Advances and Challenges in Developing Stress-Resilient Wheat Cultivars in India
摘要
Wheat production in India is under mounting pressure from escalating abiotic stresses, most notably heat, drought, salinity, and waterlogging, as well as from fast-evolving biotic challenges, including rusts, spot blotch, and newly emerging pathogens. Developing stress-resilient cultivars has therefore become crucial to maintaining yield stability under climate variability. This chapter synthesizes progress in India’s wheat improvement pipeline, tracing advances from early selection and Green Revolution dwarfing genes to contemporary genomics-assisted and systems-level breeding approaches. We highlight key genetic, physiological, and biochemical mechanisms underlying abiotic and biotic stress tolerance, including major resistance genes, quantitative trait loci, transcriptional regulators, and adaptive traits such as efficient root systems, canopy temperature depression, and stay-green behaviour.

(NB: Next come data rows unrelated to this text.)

use anyhow::{anyhow, Result};
use reqwest::Client;
use serde::Serialize;
use std::time::Duration;

use super::{NotificationPayload, Notifier};

/// Telegram `sendMessage` transport with bounded timeout and
/// exponential-backoff retries.
#[derive(Clone)]
pub struct TelegramNotifier {
    token: String,
    chat_id: String,
    client: Client,
    timeout: Duration,
    max_retries: u8,
}

impl TelegramNotifier {
    pub fn new(token: String, chat_id: String) -> Self {
        Self {
            token,
            chat_id,
            client: Client::new(),
            timeout: Duration::from_secs(20),
            max_retries: 3,
        }
    }

    pub fn from_env() -> Option<Self> {
        let token = std::env::var("TELEGRAM_BOT_TOKEN").ok()?;
        let chat_id = std::env::var("TELEGRAM_CHAT_ID").ok()?;
        if token.is_empty() || chat_id.is_empty() {
            return None;
        }
        Some(Self::new(token, chat_id))
    }

    pub fn with_timeout(mut self, secs: u64) -> Self {
        self.timeout = Duration::from_secs(secs);
        self
    }

    pub fn with_retries(mut self, retries: u8) -> Self {
        self.max_retries = retries.max(1);
        self
    }

    fn endpoint(&self) -> String {
        format!("https://api.telegram.org/bot{}/sendMessage", self.token)
    }
}

#[derive(Serialize)]
struct SendMessageBody<'a> {
    chat_id: &'a str,
    text: &'a str,
    parse_mode: &'a str,
    disable_web_page_preview: bool,
}

#[async_trait::async_trait]
impl Notifier for TelegramNotifier {
    async fn deliver(&self, payload: &NotificationPayload) -> Result<()> {
        let body = SendMessageBody {
            chat_id: &self.chat_id,
            text: &payload.text,
            parse_mode: "HTML",
            disable_web_page_preview: true,
        };

        let mut attempt: u8 = 0;
        loop {
            attempt += 1;
            let res = self
                .client
                .post(self.endpoint())
                .timeout(self.timeout)
                .json(&body)
                .send()
                .await;

            match res {
                Ok(rsp) => {
                    if let Err(e) = rsp.error_for_status_ref() {
                        // 403 means the chat blocked the bot; retrying is pointless.
                        if rsp.status() == reqwest::StatusCode::FORBIDDEN {
                            return Err(anyhow!("Telegram forbidden (bot blocked?): {e}"));
                        }
                        if attempt < self.max_retries {
                            tokio::time::sleep(Duration::from_millis(500u64 << (attempt - 1)))
                                .await;
                            continue;
                        }
                        return Err(anyhow!("Telegram sendMessage HTTP error: {e}"));
                    }
                    return Ok(());
                }
                Err(e) => {
                    if attempt < self.max_retries {
                        tokio::time::sleep(Duration::from_millis(500u64 << (attempt - 1))).await;
                        continue;
                    }
                    return Err(anyhow!("Telegram sendMessage request failed: {e}"));
                }
            }
        }
    }

    fn name(&self) -> &'static str {
        "telegram"
    }
}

Recent innovations, including genomic selection, speed breeding, high-throughput phenotyping, CRISPR–Cas genome editing, and microbiome-mediated resilience, are accelerating genetic gain and enabling more precise trait introgression. Case studies of recent multi-stress-tolerant cultivars demonstrate the successful deployment of these technologies in farmer-preferred backgrounds. Remaining challenges include breeding for complex polygenic stress combinations, strengthening seed systems, countering new pathogen races, and integrating climate-informed predictive breeding. Overall, the convergence of modern genomics, phenomics, and digital agriculture provides a strong platform for delivering resilient wheat varieties suited to future agro-climatic scenarios.